A meta de atingir 11 milhões de famílias com o Bolsa Família,
prevista para o fim do ano, foi antecipada para este mês, num claro
esforço de ampliar os potenciais eleitores do governo na próxima
eleição presidencial. Nada menos do que 1,8 milhão de famílias foram
cadastradas no último mês, o que exigiu uma mobilização espetacular
da máquina burocrática governista.

Lula ainda exortou os responsáveis pelo programa para que tentassem
cadastrar mais famílias até o fim do ano, e o ministro Patrus
Ananias, que transformou esse programa em uma máquina de fazer votos,
ainda defendeu a reeleição de Lula, num claro desrespeito às leis
eleitorais.

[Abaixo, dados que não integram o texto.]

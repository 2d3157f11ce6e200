//! The cache layer in front of the persistent store.
//!
//! Two strategies. `preload` keeps a process-local map, filled by scanning
//! the store at startup; hits are authoritative. `memcache` additionally
//! places values in an untrusted shared cache, sealed with AES-256-GCM
//! under a per-process instance key with the cache key string as associated
//! data: confidentiality from the key, authenticity from the AAD binding.
//! Anything that fails to open (tampering, another instance's entry,
//! truncation) is treated as a miss, never an error.

use std::collections::HashMap;
use std::sync::RwLock;

use openssl::symm::{decrypt_aead, encrypt_aead, Cipher};
use tracing::{debug, warn};
use zeroize::{Zeroize, ZeroizeOnDrop};

use crate::catalog::TokenCatalog;
use crate::error::Result;
use crate::memcache::MemcacheClient;
use crate::store::SecretStore;

const NONCE_LEN: usize = 12;
const TAG_LEN: usize = 16;
const KEY_LEN: usize = 32;

/// Ephemeral symmetric key protecting shared-cache entries. Generated at
/// startup, never written to disk, never logged, wiped on drop.
#[derive(Zeroize, ZeroizeOnDrop)]
pub struct InstanceKey {
    key: [u8; KEY_LEN],
}

impl InstanceKey {
    pub fn generate() -> Result<InstanceKey> {
        let mut key = [0u8; KEY_LEN];
        openssl::rand::rand_bytes(&mut key)?;
        Ok(InstanceKey { key })
    }

    /// Seal `plaintext` for the shared cache: `nonce || tag || ciphertext`,
    /// with `cache_key` bound as associated data.
    fn seal(&self, cache_key: &str, plaintext: &[u8]) -> Result<Vec<u8>> {
        let mut nonce = [0u8; NONCE_LEN];
        openssl::rand::rand_bytes(&mut nonce)?;
        let mut tag = [0u8; TAG_LEN];
        let ciphertext = encrypt_aead(
            Cipher::aes_256_gcm(),
            &self.key,
            Some(&nonce),
            cache_key.as_bytes(),
            plaintext,
            &mut tag,
        )?;
        let mut sealed = Vec::with_capacity(NONCE_LEN + TAG_LEN + ciphertext.len());
        sealed.extend_from_slice(&nonce);
        sealed.extend_from_slice(&tag);
        sealed.extend_from_slice(&ciphertext);
        Ok(sealed)
    }

    /// Open a sealed shared-cache value. Any failure is `None`.
    fn open(&self, cache_key: &str, sealed: &[u8]) -> Option<Vec<u8>> {
        if sealed.len() < NONCE_LEN + TAG_LEN {
            return None;
        }
        let (nonce, rest) = sealed.split_at(NONCE_LEN);
        let (tag, ciphertext) = rest.split_at(TAG_LEN);
        decrypt_aead(
            Cipher::aes_256_gcm(),
            &self.key,
            Some(nonce),
            cache_key.as_bytes(),
            ciphertext,
            tag,
        )
        .ok()
    }
}

/// Shared-cache backend: the memcached client plus the sealing key.
struct SharedCache {
    client: MemcacheClient,
    key: InstanceKey,
}

pub struct SecretCache {
    namespace: String,
    local: RwLock<HashMap<String, Vec<u8>>>,
    shared: Option<SharedCache>,
}

impl SecretCache {
    /// Process-local preload strategy.
    pub fn preload(namespace: &str) -> SecretCache {
        SecretCache {
            namespace: namespace.to_string(),
            local: RwLock::new(HashMap::new()),
            shared: None,
        }
    }

    /// Shared-cache strategy; the local map is still consulted first.
    pub fn memcache(namespace: &str, client: MemcacheClient) -> Result<SecretCache> {
        Ok(SecretCache {
            namespace: namespace.to_string(),
            local: RwLock::new(HashMap::new()),
            shared: Some(SharedCache {
                client,
                key: InstanceKey::generate()?,
            }),
        })
    }

    /// `skeepd:<namespace>:<secret_key>:`
    fn cache_key(&self, key: &str) -> String {
        format!("skeepd:{}:{}:", self.namespace, key)
    }

    /// Scan the store and decrypt every slot into the local map. Slots that
    /// fail to decrypt are logged and skipped; they will fail (or succeed
    /// against a reloaded catalogue) on the lazy path instead.
    pub fn warm(&self, store: &SecretStore, catalog: &TokenCatalog) -> Result<usize> {
        let mut loaded = 0;
        for key in store.keys()? {
            match store.get(catalog, &key) {
                Ok(Some(value)) => {
                    self.local.write().unwrap().insert(key, value);
                    loaded += 1;
                }
                Ok(None) => {}
                Err(e) => warn!(key = %key, "preload skipped undecryptable slot: {e}"),
            }
        }
        debug!(namespace = %self.namespace, loaded, "cache warmed");
        Ok(loaded)
    }

    pub fn get(&self, key: &str) -> Option<Vec<u8>> {
        if let Some(value) = self.local.read().unwrap().get(key).cloned() {
            return Some(value);
        }
        let shared = self.shared.as_ref()?;
        let cache_key = self.cache_key(key);
        match shared.client.get(&cache_key) {
            Ok(Some(sealed)) => match shared.key.open(&cache_key, &sealed) {
                Some(value) => {
                    self.local
                        .write()
                        .unwrap()
                        .insert(key.to_string(), value.clone());
                    Some(value)
                }
                None => {
                    warn!(key, "shared cache entry failed authentication, treating as miss");
                    None
                }
            },
            Ok(None) => None,
            Err(e) => {
                debug!(key, "shared cache unreachable: {e}");
                None
            }
        }
    }

    pub fn insert(&self, key: &str, value: &[u8]) {
        self.local
            .write()
            .unwrap()
            .insert(key.to_string(), value.to_vec());
        if let Some(shared) = &self.shared {
            let cache_key = self.cache_key(key);
            match shared.key.seal(&cache_key, value) {
                Ok(sealed) => {
                    if let Err(e) = shared.client.set(&cache_key, &sealed) {
                        debug!(key, "shared cache write failed: {e}");
                    }
                }
                Err(e) => warn!(key, "could not seal value for shared cache: {e}"),
            }
        }
    }

    /// Drop a key from the local map. Exists for tests that need to force
    /// the shared-cache or store path.
    #[cfg(test)]
    pub(crate) fn evict_local(&self, key: &str) {
        self.local.write().unwrap().remove(key);
    }
}

#[cfg(test)]
mod tests {
    use super::*;
    use crate::testutil;

    #[test]
    fn preload_scans_and_serves_from_memory() {
        let dir = tempfile::tempdir().unwrap();
        let token = testutil::generate_token(dir.path(), "warm", -60);
        let catalog = TokenCatalog::from_tokens(vec![token]);
        let store = SecretStore::open(&dir.path().join("slots"), None).unwrap();
        store.put(&catalog, "one", b"1").unwrap();
        store.put(&catalog, "two", b"2").unwrap();

        let cache = SecretCache::preload("ns");
        assert_eq!(cache.warm(&store, &catalog).unwrap(), 2);
        assert_eq!(cache.get("one").unwrap(), b"1");
        assert_eq!(cache.get("two").unwrap(), b"2");
        assert!(cache.get("three").is_none());
    }

    #[test]
    fn insert_then_get_round_trips() {
        let cache = SecretCache::preload("ns");
        cache.insert("k", b"\x00\xff\r\n");
        assert_eq!(cache.get("k").unwrap(), b"\x00\xff\r\n");
    }

    #[test]
    fn seal_open_round_trip() {
        let key = InstanceKey::generate().unwrap();
        let sealed = key.seal("skeepd:ns:k:", b"secret value").unwrap();
        assert_eq!(
            key.open("skeepd:ns:k:", &sealed).unwrap(),
            b"secret value"
        );
    }

    #[test]
    fn any_flipped_byte_fails_authentication() {
        let key = InstanceKey::generate().unwrap();
        let sealed = key.seal("skeepd:ns:k:", b"secret value").unwrap();
        for i in 0..sealed.len() {
            let mut corrupt = sealed.clone();
            corrupt[i] ^= 0x01;
            assert!(
                key.open("skeepd:ns:k:", &corrupt).is_none(),
                "byte {i} flip went unnoticed"
            );
        }
    }

    #[test]
    fn wrong_cache_key_fails_authentication() {
        let key = InstanceKey::generate().unwrap();
        let sealed = key.seal("skeepd:ns:k:", b"v").unwrap();
        assert!(key.open("skeepd:ns:other:", &sealed).is_none());
    }

    #[test]
    fn foreign_instance_key_cannot_open() {
        let ours = InstanceKey::generate().unwrap();
        let theirs = InstanceKey::generate().unwrap();
        let sealed = ours.seal("skeepd:ns:k:", b"v").unwrap();
        assert!(theirs.open("skeepd:ns:k:", &sealed).is_none());
    }

    #[test]
    fn truncated_sealed_value_is_a_miss() {
        let key = InstanceKey::generate().unwrap();
        assert!(key.open("skeepd:ns:k:", &[0u8; 5]).is_none());
    }

    #[test]
    fn shared_cache_round_trips_through_the_wire() {
        let (addr, table) = testutil::spawn_fake_memcached();
        let cache =
            SecretCache::memcache("ns", MemcacheClient::new(vec![addr])).unwrap();

        cache.insert("db_password", b"hunter2");
        // The entry on the wire is sealed, not plaintext.
        let stored = table
            .lock()
            .unwrap()
            .get("skeepd:ns:db_password:")
            .cloned()
            .unwrap();
        assert!(!stored.windows(7).any(|w| w == &b"hunter2"[..]));

        // A fresh read through the shared cache (local map emptied) opens it.
        cache.evict_local("db_password");
        assert_eq!(cache.get("db_password").unwrap(), b"hunter2");
    }

    #[test]
    fn tampered_shared_entry_falls_through_to_the_store() {
        let dir = tempfile::tempdir().unwrap();
        let token = testutil::generate_token(dir.path(), "shared", -60);
        let catalog = TokenCatalog::from_tokens(vec![token]);
        let store = SecretStore::open(&dir.path().join("slots"), None).unwrap();
        store.put(&catalog, "api_token", b"authoritative").unwrap();

        let (addr, table) = testutil::spawn_fake_memcached();
        let cache =
            SecretCache::memcache("ns", MemcacheClient::new(vec![addr])).unwrap();
        cache.insert("api_token", b"authoritative");

        // Flip one ciphertext byte in the shared cache.
        {
            let mut table = table.lock().unwrap();
            let entry = table.get_mut("skeepd:ns:api_token:").unwrap();
            let last = entry.len() - 1;
            entry[last] ^= 0x01;
        }
        cache.evict_local("api_token");

        // The cache reports a miss, and the worker path serves the store's
        // value, exactly as a get request would.
        assert!(cache.get("api_token").is_none());
        assert_eq!(
            store.get(&catalog, "api_token").unwrap().unwrap(),
            b"authoritative"
        );
    }

    #[test]
    fn two_instances_do_not_share_entries() {
        let (addr, _table) = testutil::spawn_fake_memcached();
        let first =
            SecretCache::memcache("ns", MemcacheClient::new(vec![addr.clone()])).unwrap();
        let second = SecretCache::memcache("ns", MemcacheClient::new(vec![addr])).unwrap();

        first.insert("k", b"mine");
        // Same namespace, same shared cache, different instance key: the
        // second daemon must not accept the first one's entry.
        assert!(second.get("k").is_none());
    }
}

Tudo porque tratar com pobre “é muito prazeroso”, segundo
nosso presidente, porque os pobres não têm dinheiro para organizar
protestos, e se contentam com pouco.

Esse discurso do presidente Lula pode ser atribuído tanto à
embriaguez da popularidade em alta, quanto a uma prepotência que
nasce da certeza de que conseguiu dar a volta por cima das crises em
que seu governo se viu envolvido no último ano.

Experiente manipulador político e de sentimentos, desde os tempos de
líder sindical, não há dúvida que Lula se safou das acusações contra
ele por seus próprios méritos políticos, esquivando-se de culpas e
livrando-se dos assessores mais diretamente envolvidos nos atos de
corrupção. Num tempo em que esperteza é confundida com competência
política, isso tem lá seu valor.

Ao mesmo tempo, acelerou os programas assistencialistas que o
aproximaram do eleitorado de baixa renda, e dobrou sua aposta no
poder do salário-mínimo e do real valorizado para a criação de um
clima de euforia entre esse grupo de eleitores. Deu certo.

O programa Bolsa Família se transformou num dos maiores instrumentos
eleitorais que o governo tem, e não é impedido pela legislação
eleitoral em vigor, nem criticado pela oposição, que teme ser acusada
de querer acabar com ele. Outro sinal dessa “luta de classes”
permanente a que parece estar dedicado o governo ou, como define o
ministro Tarso Genro, a “plebeização” da política, é a saída do
ministro da Agricultura, Roberto Rodrigues, a seis meses do final do
governo.

Considerado integrante do “primeiro time” do ministério, sua
desistência só se justifica pela necessidade de marcar uma posição de
protesto. Além dos vários problemas que atingem o agronegócio, que
passa por crises sucessivas há pelo menos dois anos, há questões
políticas graves em jogo.

Além de ter deixado sem efeito a legislação que proibia que terras
invadidas fossem utilizadas no programa de reforma agrária, uma
medida tomada no governo de Fernando Henrique que serviu para conter
o ímpeto do MST, o governo Lula está propenso a mudar a legislação
que define o que seja propriedade produtiva, por pressão dos
movimentos dos sem-terra.

Essas são ameaças concretas à propriedade e ao agronegócio que,
embora seja um dos principais responsáveis pelos recordes das
exportações brasileiras, não encontra respaldo neste governo no
embate contra os que defendem que a prioridade deve ser a agricultura
familiar.

Não é a primeira vez que esse embate se trava. Campanhola, primeiro
presidente da Embrapa, não foi nomeado por Roberto Rodrigues, e sim
pelo então ministro José Graziano, do Fome Zero. Além do
aparelhamento do órgão, com a participação em sindicatos valendo
pontos para as promoções e nomeações, o novo presidente centrou sua
atenção na “agricultura familiar e no combate à exclusão social no
campo”.

O ministro Roberto Rodrigues vinha defendendo dentro do governo que a
agricultura empresarial, que é a grande responsável pelos recordes de
exportação, não pode ser excluída das preocupações do governo.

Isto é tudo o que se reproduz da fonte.